The problem: Go through the records, and copy each line in which the string "page" is present.

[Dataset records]
⟨

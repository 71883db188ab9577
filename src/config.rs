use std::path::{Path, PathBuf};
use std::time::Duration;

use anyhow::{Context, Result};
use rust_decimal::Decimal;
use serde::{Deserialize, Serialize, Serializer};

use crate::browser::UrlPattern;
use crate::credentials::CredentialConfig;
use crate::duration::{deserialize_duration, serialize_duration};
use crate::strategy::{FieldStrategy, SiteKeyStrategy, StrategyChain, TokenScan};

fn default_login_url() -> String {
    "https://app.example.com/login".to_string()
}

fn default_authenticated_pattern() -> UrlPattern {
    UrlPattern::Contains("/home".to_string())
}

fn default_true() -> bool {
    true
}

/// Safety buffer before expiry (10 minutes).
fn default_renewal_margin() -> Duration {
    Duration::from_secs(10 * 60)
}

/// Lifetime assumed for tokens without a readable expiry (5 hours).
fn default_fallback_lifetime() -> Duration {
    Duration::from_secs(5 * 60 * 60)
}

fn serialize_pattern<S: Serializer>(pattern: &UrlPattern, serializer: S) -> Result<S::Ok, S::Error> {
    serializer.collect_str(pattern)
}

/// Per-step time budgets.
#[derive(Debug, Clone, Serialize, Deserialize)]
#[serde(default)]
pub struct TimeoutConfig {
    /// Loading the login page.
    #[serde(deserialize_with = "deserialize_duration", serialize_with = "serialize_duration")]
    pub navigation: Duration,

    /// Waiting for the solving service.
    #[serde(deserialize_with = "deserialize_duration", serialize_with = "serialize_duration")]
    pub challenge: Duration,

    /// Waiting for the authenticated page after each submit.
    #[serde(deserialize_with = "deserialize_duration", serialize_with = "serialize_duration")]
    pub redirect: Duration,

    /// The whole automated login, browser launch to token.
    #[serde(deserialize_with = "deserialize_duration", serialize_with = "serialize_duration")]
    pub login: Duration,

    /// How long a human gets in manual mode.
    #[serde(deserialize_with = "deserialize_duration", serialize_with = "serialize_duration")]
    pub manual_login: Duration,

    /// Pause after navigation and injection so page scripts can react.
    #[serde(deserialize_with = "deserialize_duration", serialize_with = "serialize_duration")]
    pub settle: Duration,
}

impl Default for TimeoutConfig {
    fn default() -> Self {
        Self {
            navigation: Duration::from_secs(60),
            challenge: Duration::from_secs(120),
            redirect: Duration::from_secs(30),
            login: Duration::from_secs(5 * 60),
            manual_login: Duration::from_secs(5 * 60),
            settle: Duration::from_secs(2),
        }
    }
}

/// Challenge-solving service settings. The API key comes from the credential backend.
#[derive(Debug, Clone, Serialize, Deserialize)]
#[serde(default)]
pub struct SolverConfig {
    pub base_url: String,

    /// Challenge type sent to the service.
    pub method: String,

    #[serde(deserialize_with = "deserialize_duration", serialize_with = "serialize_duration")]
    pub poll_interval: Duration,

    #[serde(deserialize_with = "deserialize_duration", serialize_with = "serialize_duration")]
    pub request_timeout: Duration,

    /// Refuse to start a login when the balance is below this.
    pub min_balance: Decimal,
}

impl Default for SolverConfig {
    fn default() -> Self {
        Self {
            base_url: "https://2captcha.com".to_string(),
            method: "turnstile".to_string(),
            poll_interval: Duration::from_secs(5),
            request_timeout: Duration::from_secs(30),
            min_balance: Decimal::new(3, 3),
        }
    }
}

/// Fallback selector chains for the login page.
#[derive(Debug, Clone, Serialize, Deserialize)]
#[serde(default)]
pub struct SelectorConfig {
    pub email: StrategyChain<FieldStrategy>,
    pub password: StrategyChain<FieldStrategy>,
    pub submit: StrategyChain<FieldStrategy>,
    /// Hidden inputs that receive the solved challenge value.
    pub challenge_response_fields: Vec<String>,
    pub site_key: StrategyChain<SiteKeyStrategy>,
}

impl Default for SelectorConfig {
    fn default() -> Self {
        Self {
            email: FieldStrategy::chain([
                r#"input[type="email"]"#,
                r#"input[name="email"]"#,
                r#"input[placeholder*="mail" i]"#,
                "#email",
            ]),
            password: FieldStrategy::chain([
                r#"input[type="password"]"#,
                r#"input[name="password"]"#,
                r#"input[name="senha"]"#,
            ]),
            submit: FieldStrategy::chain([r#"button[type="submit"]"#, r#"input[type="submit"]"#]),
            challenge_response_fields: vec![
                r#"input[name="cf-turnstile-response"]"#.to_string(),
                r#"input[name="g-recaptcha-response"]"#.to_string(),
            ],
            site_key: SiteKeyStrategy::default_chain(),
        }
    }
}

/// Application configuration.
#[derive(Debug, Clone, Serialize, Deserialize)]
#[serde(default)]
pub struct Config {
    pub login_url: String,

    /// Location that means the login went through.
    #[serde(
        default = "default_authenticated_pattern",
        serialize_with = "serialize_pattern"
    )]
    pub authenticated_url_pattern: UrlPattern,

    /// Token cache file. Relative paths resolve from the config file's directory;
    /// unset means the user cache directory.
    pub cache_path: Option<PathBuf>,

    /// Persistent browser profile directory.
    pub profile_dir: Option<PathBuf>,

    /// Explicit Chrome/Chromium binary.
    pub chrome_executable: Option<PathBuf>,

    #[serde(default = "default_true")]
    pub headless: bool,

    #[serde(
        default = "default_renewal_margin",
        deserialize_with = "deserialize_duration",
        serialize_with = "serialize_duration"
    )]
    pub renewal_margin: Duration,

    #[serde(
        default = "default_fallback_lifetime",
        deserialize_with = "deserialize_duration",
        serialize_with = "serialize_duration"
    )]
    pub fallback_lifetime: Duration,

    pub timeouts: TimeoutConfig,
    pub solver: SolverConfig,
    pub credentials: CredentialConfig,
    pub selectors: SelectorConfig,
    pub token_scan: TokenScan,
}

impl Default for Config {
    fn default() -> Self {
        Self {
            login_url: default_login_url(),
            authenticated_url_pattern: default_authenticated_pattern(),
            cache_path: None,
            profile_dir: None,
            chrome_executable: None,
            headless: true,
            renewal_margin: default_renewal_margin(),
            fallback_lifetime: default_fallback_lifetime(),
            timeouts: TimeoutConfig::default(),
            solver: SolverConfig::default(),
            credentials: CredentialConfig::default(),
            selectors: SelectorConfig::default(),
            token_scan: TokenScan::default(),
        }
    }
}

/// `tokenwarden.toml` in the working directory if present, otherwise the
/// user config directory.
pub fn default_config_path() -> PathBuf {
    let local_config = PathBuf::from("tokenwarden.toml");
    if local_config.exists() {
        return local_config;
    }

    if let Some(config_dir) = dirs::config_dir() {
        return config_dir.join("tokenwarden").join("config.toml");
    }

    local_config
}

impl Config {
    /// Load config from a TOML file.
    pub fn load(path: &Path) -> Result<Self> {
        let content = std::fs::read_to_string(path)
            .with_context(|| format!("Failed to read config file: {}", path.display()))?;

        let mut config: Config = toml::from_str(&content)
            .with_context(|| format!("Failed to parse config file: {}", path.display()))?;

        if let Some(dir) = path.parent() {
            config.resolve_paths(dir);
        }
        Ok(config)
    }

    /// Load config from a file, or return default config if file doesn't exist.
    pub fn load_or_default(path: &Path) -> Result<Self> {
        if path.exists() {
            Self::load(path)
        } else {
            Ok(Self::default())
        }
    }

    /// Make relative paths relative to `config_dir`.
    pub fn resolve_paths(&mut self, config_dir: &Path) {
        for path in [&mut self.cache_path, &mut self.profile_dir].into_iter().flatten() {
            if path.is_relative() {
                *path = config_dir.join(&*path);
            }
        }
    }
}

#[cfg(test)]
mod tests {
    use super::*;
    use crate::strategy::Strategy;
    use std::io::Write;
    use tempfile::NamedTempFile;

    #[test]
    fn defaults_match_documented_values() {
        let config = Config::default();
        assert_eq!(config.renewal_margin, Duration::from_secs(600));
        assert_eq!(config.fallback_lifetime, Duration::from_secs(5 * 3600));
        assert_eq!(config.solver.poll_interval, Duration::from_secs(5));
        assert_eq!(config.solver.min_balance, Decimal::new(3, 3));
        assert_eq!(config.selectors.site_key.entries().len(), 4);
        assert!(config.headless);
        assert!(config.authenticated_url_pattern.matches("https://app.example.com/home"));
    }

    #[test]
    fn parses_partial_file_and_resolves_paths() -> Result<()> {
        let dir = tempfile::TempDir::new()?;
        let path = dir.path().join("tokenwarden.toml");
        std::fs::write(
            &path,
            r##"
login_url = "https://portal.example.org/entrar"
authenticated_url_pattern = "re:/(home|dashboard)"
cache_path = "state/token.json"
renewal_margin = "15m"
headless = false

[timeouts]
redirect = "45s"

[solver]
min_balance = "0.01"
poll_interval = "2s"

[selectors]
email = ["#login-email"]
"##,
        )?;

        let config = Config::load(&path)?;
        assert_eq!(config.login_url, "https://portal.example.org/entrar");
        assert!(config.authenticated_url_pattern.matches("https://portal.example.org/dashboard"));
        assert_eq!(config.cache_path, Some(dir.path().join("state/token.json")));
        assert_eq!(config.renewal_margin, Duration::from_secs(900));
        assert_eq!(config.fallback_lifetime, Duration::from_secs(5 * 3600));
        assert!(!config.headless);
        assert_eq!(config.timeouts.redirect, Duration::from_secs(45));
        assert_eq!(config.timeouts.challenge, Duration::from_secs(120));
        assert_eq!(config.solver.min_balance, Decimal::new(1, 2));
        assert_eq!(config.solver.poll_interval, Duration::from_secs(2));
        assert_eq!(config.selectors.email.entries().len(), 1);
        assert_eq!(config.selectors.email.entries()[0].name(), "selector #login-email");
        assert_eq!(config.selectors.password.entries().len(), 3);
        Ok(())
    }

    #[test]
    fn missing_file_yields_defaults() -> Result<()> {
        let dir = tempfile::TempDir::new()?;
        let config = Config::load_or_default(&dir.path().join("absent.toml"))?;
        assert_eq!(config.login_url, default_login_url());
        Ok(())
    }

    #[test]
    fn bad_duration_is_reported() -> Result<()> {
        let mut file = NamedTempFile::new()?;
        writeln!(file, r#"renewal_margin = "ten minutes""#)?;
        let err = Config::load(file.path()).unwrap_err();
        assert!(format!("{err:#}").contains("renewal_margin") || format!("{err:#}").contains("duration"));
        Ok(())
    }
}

⟩

Reply to the exercise:
    /// Loading the login page.
    /// Waiting for the authenticated page after each submit.
    /// Pause after navigation and injection so page scripts can react.
/// Fallback selector chains for the login page.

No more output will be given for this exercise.